Friday, February 09, 2007

I Am Changing

The Rev. Ted Haggard is "completely heterosexual." Like Effie White in "DreamGirls" -- a musical and thus of no interest to a "completely heterosexual" man like Haggard -- Rev. Haggard is chaaaaayaaayaaayaang-ing.

Wow! It only took him three weeks of intensive therapy to cure himself of his gayness. And that is why I nominate him for HNIC. (For those who would employ reverse racism in this case and insist that the HNIC be Black, I respectfully point out that if Haggard could become straight in three weeks, he could probably transform himself from White to Black in about two and a half months...tops. So there.)

With the help of Jesus -- who apparently works most often with Evangelicals and Soul Train Award winners -- Haggard seems to have found the key to "solving" complicated "problems" in record time. At this rate, I'm betting that he could end poverty, defeat hunger, decrease the incarceration rate and rid our communities of drugs by Christmas.
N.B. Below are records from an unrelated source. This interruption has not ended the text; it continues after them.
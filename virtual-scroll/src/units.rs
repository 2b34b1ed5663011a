//! Conversions for values reported by a host (DOM, native view, terminal).
//!
//! Hosts report geometry as floating point. The engine works in whole layout units, so every
//! host value passes through here exactly once.

/// Converts a measured item extent. Non-finite and negative values are rejected.
pub(crate) fn extent_from_host(value: f64) -> Option<u32> {
    if !value.is_finite() || value < 0.0 {
        return None;
    }
    // `as` saturates, so huge measurements pin to `u32::MAX`.
    Some((value + 0.5) as u32)
}

/// Converts a raw scroll offset. Negative offsets (overscroll bounce) clamp to zero;
/// non-finite offsets are rejected.
pub(crate) fn offset_from_host(value: f64) -> Option<u64> {
    if !value.is_finite() {
        return None;
    }
    if value <= 0.0 {
        return Some(0);
    }
    Some((value + 0.5) as u64)
}
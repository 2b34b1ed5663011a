#[cfg(feature = "tracing")]
macro_rules! vtrace {
    ($($tt:tt)*) => {
        tracing::trace!(target: "virtual_scroll", $($tt)*)
    };
}

#[cfg(not(feature = "tracing"))]
macro_rules! vtrace {
    ($($tt:tt)*) => {};
}

#[cfg(feature = "tracing")]
macro_rules! vdebug {
    ($($tt:tt)*) => {
        tracing::debug!(target: "virtual_scroll", $($tt)*)
    };
}

#[cfg(not(feature = "tracing"))]
macro_rules! vdebug {
    ($($tt:tt)*) => {};
}

#[cfg(feature = "tracing")]
macro_rules! vwarn {
    ($($tt:tt)*) => {
        tracing::warn!(target: "virtual_scroll", $($tt)*)
    };
}

#[cfg(not(feature = "tracing"))]
macro_rules! vwarn {
    ($($tt:tt)*) => {};
}
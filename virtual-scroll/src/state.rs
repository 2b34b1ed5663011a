/// A lightweight, serializable snapshot of the viewport.
///
/// Capture it on unmount and hand it back through `restore_viewport_state` to bring a list back
/// to where the user left it.
///
/// With `feature = "serde"`, this type implements `Serialize`/`Deserialize`.
#[derive(Clone, Copy, Debug, Default, PartialEq, Eq)]
#[cfg_attr(feature = "serde", derive(serde::Serialize, serde::Deserialize))]
pub struct ViewportState {
    pub viewport_extent: u32,
    pub scroll_offset: u64,
}
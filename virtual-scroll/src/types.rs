use alloc::vec::Vec;

/// One item of the rendered window.
#[derive(Clone, Copy, Debug, PartialEq, Eq)]
#[cfg_attr(feature = "serde", derive(serde::Serialize, serde::Deserialize))]
pub struct VisibleItem {
    pub index: usize,
    /// Start offset along the scroll axis.
    pub offset: u64,
    /// Size along the scroll axis.
    pub extent: u32,
}

impl VisibleItem {
    pub fn end(&self) -> u64 {
        self.offset.saturating_add(self.extent as u64)
    }
}

/// The contiguous window of items a rendering layer should paint, overscan included.
#[derive(Clone, Debug, Default, PartialEq, Eq)]
#[cfg_attr(feature = "serde", derive(serde::Serialize, serde::Deserialize))]
pub struct VisibleRange {
    pub start_index: usize,
    pub end_index: usize, // exclusive
    /// Items `start_index..end_index`, ascending by index.
    pub items: Vec<VisibleItem>,
}

impl VisibleRange {
    pub fn is_empty(&self) -> bool {
        self.start_index >= self.end_index
    }

    pub fn len(&self) -> usize {
        self.end_index.saturating_sub(self.start_index)
    }

    /// Inclusive index of the last item, or `None` for an empty window.
    pub fn last_index(&self) -> Option<usize> {
        (!self.is_empty()).then(|| self.end_index - 1)
    }

    pub fn contains(&self, index: usize) -> bool {
        (self.start_index..self.end_index).contains(&index)
    }

    pub(crate) fn clear(&mut self) {
        self.start_index = 0;
        self.end_index = 0;
        self.items.clear();
    }
}

/// Layout of a single item, independent of the current window.
#[derive(Clone, Copy, Debug, PartialEq, Eq)]
#[cfg_attr(feature = "serde", derive(serde::Serialize, serde::Deserialize))]
pub struct ItemPosition {
    pub top: u64,
    pub height: u32,
}

impl ItemPosition {
    pub fn bottom(&self) -> u64 {
        self.top.saturating_add(self.height as u64)
    }
}

/// Scroll activity state. `Idle → Scrolling` on a passive scroll event, back to `Idle` once the
/// settle delay elapses without further events.
#[derive(Clone, Copy, Debug, Default, PartialEq, Eq, Hash)]
#[cfg_attr(feature = "serde", derive(serde::Serialize, serde::Deserialize))]
pub enum ScrollPhase {
    #[default]
    Idle,
    Scrolling,
}

/// Counters for the render path.
#[derive(Clone, Copy, Debug, Default, PartialEq, Eq)]
#[cfg_attr(feature = "serde", derive(serde::Serialize, serde::Deserialize))]
pub struct LayoutStats {
    /// Number of range recomputations since construction.
    pub recompute_count: u64,
    pub item_count: usize,
    pub visible_item_count: usize,
    /// Items with a recorded measurement (always `0` for fixed extents).
    pub measured_count: usize,
}
pub mod hints;
pub mod modal;
pub mod toast;

use ratatui::layout::{Constraint, Direction, Layout, Rect};

/// Rect of `percent_x` × `percent_y` centered in `area`.
pub fn centered_rect(percent_x: u16, percent_y: u16, area: Rect) -> Rect {
    let vertical = Layout::default()
        .direction(Direction::Vertical)
        .constraints([
            Constraint::Percentage((100 - percent_y) / 2),
            Constraint::Percentage(percent_y),
            Constraint::Percentage((100 - percent_y) / 2),
        ])
        .split(area);

    Layout::default()
        .direction(Direction::Horizontal)
        .constraints([
            Constraint::Percentage((100 - percent_x) / 2),
            Constraint::Percentage(percent_x),
            Constraint::Percentage((100 - percent_x) / 2),
        ])
        .split(vertical[1])[1]
}
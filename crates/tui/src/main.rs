mod app;
mod client;
mod config;
mod entries;
mod error;
mod ports;
mod route;
mod ui;

use std::{fs::OpenOptions, sync::Mutex};

use crate::{
    config::AppConfig,
    error::{AppError, Result},
};

#[tokio::main]
async fn main() -> Result<()> {
    let config = config::load()?;
    init_tracing(&config)?;
    tracing::info!(base_url = %config.base_url, "starting financas_tui");

    let mut app = app::App::new(config)?;
    app.run().await?;
    Ok(())
}

/// The terminal owns stdout, so logs go to a file.
fn init_tracing(config: &AppConfig) -> Result<()> {
    let file = OpenOptions::new()
        .create(true)
        .append(true)
        .open(&config.log_file)?;

    tracing_subscriber::fmt()
        .with_env_filter(format!(
            "financas_tui={level},api_types={level}",
            level = config.log_level
        ))
        .with_writer(Mutex::new(file))
        .with_ansi(false)
        .try_init()
        .map_err(|err| AppError::Logging(err.to_string()))
}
"Hang all the mistletoe/Life for y'all niggas will be better/This Christmas."

That means that by the top of 2008 he could tackle my "Baby Daddy Is Not A Real Relation" campaign. (Seriously people, pick somebody and make babies with them. You don't have to get married, but DAMN. I'm sayin'.)

May be then he could get some niggas together to cure Cancer...and AIDS! Now, that would be a Black History moment for your ass. (But admittedly wouldn't leave much to do after March 2008.)

I do find myself wondering, though. If being heterosexual is such a simple thing, why didn't Rev. Haggard do it in the first place? I'm sure he'll explain after the election.

All rise -- to your feet, not in your jeans -- for the next HNIC...The Tranformative Rev. Ted Haggard!

1 Comments:

Anonymous Anonymous said...

Cured in three weeks? He makes it sound like what he gave up smoking was cigarretes.